Show, from the entries below, every line in which "unregister" appears.

=======

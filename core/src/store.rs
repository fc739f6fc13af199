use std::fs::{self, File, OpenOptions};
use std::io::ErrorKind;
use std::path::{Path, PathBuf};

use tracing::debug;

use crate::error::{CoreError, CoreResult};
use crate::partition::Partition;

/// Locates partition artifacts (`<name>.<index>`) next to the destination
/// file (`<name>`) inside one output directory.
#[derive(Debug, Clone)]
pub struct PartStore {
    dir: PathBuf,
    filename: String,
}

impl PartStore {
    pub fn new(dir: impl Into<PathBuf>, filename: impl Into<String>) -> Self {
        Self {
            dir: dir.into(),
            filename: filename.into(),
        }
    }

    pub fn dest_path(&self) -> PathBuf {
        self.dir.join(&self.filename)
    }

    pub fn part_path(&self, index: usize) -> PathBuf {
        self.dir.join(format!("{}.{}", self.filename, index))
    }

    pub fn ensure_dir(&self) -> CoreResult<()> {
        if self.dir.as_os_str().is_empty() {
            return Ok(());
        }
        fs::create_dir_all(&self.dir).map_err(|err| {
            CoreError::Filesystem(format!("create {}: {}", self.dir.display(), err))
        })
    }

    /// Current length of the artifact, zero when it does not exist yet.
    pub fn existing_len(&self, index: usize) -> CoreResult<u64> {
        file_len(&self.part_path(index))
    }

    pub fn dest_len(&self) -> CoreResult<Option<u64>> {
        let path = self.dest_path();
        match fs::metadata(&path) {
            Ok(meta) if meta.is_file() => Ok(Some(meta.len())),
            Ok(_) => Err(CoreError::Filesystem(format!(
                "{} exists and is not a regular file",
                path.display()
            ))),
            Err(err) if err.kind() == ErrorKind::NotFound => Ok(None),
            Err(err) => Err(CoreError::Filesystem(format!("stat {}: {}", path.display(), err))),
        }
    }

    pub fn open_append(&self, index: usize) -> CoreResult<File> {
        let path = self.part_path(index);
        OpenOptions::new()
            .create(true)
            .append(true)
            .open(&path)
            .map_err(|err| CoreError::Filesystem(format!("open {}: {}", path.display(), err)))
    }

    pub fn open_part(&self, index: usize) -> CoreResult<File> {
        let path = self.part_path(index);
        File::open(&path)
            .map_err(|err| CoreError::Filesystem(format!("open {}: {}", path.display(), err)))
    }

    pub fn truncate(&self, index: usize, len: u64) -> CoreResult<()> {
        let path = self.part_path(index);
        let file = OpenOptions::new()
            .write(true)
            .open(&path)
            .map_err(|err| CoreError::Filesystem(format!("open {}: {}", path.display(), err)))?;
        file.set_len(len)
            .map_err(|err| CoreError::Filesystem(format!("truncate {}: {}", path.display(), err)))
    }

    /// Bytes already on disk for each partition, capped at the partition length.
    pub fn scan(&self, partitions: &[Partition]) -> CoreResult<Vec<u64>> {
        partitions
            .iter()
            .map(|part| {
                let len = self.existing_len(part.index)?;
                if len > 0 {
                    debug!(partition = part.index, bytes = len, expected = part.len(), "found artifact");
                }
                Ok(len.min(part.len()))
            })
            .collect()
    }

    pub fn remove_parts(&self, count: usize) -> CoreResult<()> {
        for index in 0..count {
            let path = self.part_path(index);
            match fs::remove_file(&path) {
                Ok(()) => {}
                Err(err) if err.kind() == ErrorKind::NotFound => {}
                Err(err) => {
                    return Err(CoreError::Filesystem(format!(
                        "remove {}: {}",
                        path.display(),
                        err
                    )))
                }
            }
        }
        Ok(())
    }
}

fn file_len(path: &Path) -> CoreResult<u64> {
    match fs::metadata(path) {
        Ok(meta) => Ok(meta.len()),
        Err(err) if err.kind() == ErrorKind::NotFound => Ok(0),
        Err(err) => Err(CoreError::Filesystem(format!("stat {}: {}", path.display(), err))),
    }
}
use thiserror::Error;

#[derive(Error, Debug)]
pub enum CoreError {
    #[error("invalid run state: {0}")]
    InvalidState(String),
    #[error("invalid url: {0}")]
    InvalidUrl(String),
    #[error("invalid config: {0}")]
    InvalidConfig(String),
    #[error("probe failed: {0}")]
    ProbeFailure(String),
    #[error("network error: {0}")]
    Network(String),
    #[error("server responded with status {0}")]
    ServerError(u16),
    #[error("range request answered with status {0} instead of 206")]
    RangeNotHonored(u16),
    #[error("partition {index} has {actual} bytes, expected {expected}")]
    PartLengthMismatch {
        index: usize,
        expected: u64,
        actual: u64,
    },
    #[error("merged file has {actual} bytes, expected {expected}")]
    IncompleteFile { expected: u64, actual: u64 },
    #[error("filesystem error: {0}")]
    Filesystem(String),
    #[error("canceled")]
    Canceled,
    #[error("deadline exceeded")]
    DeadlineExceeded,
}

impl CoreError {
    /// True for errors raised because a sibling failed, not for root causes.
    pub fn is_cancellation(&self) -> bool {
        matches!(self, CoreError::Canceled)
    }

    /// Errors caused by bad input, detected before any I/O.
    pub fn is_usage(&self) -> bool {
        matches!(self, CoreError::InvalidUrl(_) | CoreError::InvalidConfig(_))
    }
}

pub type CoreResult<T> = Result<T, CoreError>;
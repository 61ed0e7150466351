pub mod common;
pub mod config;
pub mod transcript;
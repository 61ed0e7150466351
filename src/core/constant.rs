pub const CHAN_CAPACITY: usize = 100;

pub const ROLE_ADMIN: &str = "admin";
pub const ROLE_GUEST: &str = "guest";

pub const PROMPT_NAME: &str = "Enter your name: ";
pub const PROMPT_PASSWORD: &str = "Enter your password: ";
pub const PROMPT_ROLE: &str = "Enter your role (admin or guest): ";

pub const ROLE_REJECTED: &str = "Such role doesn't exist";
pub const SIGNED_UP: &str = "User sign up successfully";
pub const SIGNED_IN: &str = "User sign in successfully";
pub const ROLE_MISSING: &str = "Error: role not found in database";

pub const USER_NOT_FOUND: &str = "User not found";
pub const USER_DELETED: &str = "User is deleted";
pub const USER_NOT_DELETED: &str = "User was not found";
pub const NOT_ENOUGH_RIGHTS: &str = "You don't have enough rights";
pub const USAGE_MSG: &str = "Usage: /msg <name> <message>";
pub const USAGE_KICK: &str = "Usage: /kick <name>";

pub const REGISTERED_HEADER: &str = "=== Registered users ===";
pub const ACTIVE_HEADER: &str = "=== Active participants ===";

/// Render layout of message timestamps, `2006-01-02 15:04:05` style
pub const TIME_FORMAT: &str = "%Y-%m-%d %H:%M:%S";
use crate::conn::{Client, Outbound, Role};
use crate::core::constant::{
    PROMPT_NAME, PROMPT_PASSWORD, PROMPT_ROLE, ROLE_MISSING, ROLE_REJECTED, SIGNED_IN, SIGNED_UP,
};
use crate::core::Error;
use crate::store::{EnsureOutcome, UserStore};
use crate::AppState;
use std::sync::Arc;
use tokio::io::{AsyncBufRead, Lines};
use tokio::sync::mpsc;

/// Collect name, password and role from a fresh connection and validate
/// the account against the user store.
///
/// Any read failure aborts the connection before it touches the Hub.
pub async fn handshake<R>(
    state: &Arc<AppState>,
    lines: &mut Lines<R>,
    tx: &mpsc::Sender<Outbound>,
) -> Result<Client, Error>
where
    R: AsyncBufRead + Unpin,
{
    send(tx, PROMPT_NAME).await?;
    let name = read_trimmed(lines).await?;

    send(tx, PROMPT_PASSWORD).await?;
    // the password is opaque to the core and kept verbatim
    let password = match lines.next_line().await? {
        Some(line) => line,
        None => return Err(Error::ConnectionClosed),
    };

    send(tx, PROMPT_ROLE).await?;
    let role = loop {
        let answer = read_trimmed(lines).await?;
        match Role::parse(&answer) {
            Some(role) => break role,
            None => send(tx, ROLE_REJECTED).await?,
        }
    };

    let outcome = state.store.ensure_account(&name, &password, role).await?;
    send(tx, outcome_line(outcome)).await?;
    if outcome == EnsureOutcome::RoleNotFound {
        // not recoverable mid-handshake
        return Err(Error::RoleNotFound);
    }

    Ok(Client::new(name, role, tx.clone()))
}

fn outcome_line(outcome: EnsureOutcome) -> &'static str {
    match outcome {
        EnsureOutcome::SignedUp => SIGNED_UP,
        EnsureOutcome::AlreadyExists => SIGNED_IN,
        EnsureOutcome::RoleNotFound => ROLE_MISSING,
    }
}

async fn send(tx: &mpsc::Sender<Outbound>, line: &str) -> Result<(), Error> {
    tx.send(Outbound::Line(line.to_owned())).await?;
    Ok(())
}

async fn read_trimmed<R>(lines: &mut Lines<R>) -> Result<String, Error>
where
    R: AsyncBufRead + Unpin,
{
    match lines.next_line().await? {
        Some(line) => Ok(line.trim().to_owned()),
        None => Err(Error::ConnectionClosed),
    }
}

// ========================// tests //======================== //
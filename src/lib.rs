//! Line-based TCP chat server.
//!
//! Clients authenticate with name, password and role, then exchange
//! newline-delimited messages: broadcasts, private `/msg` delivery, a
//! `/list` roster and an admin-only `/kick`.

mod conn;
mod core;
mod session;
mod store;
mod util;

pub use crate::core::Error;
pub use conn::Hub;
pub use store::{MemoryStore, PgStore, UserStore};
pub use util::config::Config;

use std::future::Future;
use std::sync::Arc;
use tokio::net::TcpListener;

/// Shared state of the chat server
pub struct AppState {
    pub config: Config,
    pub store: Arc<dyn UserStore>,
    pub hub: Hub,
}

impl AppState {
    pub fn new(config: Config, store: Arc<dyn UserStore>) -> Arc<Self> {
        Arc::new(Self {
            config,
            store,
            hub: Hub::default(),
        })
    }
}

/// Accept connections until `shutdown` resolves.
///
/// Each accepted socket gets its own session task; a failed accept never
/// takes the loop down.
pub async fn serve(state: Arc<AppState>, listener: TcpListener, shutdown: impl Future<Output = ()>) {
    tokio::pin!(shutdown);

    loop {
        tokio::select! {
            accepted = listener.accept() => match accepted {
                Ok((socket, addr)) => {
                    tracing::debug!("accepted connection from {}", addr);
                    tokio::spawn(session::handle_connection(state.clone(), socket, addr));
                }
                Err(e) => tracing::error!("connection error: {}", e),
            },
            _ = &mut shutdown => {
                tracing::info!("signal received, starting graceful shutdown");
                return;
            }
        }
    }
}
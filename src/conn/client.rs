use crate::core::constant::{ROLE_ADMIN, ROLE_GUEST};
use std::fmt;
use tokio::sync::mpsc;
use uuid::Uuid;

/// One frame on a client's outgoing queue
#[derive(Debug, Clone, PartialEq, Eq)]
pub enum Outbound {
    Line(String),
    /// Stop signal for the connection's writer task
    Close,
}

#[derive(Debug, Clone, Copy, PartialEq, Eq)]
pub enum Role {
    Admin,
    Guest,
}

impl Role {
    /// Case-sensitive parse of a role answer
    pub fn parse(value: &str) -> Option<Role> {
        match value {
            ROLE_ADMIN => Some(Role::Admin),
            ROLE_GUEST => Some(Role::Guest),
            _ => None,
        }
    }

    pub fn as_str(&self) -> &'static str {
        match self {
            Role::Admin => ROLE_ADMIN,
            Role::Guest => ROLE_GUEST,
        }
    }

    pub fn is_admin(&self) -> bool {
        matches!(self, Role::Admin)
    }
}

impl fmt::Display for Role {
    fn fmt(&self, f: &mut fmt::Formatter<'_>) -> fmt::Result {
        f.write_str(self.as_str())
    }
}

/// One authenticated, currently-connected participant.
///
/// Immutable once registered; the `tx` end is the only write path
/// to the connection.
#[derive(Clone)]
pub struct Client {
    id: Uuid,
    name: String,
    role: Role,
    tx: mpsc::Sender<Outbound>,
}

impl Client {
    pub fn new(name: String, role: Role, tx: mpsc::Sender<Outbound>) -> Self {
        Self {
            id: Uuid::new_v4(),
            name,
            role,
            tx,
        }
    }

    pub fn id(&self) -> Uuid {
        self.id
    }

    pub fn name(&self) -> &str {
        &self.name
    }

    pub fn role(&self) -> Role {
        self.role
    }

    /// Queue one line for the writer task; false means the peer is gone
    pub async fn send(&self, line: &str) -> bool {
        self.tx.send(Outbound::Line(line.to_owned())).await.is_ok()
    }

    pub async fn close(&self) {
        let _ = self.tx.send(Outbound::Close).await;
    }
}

=======

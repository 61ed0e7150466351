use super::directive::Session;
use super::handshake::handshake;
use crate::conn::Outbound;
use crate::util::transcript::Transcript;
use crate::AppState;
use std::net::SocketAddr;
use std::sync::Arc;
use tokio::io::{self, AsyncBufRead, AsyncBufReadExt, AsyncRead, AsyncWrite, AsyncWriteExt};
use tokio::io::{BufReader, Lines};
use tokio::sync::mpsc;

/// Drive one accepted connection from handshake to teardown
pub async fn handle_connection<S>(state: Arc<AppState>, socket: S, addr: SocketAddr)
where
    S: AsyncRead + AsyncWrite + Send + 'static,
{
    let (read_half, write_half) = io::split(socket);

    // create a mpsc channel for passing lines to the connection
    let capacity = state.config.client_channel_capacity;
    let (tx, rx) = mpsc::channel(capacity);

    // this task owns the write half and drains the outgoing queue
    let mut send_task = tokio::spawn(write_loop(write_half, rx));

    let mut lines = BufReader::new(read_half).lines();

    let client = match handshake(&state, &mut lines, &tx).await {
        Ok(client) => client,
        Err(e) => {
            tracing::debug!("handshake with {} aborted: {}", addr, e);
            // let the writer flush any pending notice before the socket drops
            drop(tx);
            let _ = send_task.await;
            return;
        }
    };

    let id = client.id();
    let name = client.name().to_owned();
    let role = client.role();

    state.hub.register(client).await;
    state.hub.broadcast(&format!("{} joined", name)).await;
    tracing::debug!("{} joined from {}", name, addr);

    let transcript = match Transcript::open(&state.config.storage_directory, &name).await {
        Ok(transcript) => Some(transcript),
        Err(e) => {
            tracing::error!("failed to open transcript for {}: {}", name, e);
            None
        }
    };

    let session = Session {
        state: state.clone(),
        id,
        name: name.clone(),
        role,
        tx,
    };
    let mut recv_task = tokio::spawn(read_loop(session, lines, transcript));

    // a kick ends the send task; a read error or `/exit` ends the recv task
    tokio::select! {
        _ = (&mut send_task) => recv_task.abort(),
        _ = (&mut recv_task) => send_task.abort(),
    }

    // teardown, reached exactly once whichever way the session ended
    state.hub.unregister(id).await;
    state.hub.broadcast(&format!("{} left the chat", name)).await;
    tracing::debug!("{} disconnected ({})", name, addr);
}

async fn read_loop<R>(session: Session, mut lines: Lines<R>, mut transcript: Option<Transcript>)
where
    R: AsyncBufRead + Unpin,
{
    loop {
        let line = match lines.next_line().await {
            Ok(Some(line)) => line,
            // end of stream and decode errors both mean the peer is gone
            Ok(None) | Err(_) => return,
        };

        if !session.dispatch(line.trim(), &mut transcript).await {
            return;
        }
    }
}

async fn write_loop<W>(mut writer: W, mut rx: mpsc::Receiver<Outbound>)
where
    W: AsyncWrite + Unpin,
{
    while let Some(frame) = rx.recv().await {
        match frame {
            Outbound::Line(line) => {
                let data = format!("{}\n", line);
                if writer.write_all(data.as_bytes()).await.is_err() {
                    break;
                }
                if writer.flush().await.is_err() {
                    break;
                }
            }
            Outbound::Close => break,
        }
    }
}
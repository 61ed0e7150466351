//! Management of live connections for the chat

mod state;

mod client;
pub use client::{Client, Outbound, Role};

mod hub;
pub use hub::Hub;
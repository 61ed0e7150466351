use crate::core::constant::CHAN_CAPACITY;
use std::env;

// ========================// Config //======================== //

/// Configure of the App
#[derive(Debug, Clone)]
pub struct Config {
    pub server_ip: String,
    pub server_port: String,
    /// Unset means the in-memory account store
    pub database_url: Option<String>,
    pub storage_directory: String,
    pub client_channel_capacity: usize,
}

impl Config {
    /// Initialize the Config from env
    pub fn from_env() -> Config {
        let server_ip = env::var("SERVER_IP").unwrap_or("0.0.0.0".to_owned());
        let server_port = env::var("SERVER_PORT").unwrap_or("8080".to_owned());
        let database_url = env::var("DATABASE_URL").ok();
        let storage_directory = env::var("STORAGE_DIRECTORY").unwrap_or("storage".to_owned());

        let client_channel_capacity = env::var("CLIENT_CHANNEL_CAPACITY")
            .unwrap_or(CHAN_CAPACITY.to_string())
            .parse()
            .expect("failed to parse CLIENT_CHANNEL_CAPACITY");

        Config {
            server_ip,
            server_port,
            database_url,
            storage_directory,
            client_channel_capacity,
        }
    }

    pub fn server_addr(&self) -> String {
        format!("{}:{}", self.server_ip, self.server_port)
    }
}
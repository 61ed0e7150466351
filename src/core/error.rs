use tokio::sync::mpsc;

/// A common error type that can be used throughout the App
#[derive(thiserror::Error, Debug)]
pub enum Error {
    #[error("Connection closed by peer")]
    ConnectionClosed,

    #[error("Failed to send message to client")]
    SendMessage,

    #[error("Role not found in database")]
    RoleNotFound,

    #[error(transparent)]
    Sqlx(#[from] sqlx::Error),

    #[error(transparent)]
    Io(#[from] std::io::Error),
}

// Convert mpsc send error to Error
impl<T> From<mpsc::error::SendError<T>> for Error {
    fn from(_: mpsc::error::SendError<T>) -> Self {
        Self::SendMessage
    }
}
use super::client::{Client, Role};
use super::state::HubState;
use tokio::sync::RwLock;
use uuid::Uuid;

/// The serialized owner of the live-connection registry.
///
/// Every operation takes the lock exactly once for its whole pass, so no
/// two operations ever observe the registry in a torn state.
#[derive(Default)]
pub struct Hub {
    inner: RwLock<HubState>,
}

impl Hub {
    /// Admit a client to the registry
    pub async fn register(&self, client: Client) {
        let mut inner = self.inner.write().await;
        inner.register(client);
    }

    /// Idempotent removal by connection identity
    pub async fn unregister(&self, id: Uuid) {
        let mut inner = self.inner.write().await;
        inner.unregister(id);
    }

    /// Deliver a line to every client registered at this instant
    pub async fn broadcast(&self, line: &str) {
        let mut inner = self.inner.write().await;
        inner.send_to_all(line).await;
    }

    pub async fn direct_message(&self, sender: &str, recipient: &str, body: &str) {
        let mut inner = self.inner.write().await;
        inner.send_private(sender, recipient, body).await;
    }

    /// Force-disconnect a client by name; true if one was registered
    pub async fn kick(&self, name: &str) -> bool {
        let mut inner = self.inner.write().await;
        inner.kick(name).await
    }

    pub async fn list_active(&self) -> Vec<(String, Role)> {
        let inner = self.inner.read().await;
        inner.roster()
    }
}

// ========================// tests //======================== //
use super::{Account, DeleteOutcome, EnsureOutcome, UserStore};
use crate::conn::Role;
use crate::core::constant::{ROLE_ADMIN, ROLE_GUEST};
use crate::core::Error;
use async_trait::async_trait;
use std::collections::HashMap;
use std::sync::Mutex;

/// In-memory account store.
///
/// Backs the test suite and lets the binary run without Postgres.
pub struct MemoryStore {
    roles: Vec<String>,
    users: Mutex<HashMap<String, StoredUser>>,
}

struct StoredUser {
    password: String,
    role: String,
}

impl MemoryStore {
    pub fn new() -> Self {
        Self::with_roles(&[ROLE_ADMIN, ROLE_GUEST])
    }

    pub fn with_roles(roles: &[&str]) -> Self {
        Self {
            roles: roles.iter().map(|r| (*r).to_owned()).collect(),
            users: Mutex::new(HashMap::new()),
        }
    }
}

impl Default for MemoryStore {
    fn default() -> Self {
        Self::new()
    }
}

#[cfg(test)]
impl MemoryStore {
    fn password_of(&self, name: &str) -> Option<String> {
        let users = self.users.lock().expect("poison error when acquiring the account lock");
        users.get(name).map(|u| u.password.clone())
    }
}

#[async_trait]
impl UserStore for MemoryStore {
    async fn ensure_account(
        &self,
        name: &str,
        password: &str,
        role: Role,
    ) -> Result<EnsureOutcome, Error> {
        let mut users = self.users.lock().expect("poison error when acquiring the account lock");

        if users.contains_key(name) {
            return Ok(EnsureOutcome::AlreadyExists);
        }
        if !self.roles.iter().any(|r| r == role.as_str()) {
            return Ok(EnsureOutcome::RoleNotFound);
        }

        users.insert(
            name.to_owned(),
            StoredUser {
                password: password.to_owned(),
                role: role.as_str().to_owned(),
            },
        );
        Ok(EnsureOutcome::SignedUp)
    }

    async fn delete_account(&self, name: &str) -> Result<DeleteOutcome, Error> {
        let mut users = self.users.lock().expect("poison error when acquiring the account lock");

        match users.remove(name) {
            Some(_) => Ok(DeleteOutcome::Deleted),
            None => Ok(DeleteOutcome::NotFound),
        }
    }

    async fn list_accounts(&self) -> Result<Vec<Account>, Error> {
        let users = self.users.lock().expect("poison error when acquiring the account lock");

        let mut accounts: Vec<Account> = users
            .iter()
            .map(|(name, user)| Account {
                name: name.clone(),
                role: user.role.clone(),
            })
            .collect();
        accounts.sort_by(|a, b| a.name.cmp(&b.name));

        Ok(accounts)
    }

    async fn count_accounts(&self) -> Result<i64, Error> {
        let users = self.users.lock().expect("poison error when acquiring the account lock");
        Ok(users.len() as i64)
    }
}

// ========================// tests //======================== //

=======

• [Output for this exercise]:
    state.hub.unregister(id).await;
    pub async fn unregister(&self, id: Uuid) {
        inner.unregister(id);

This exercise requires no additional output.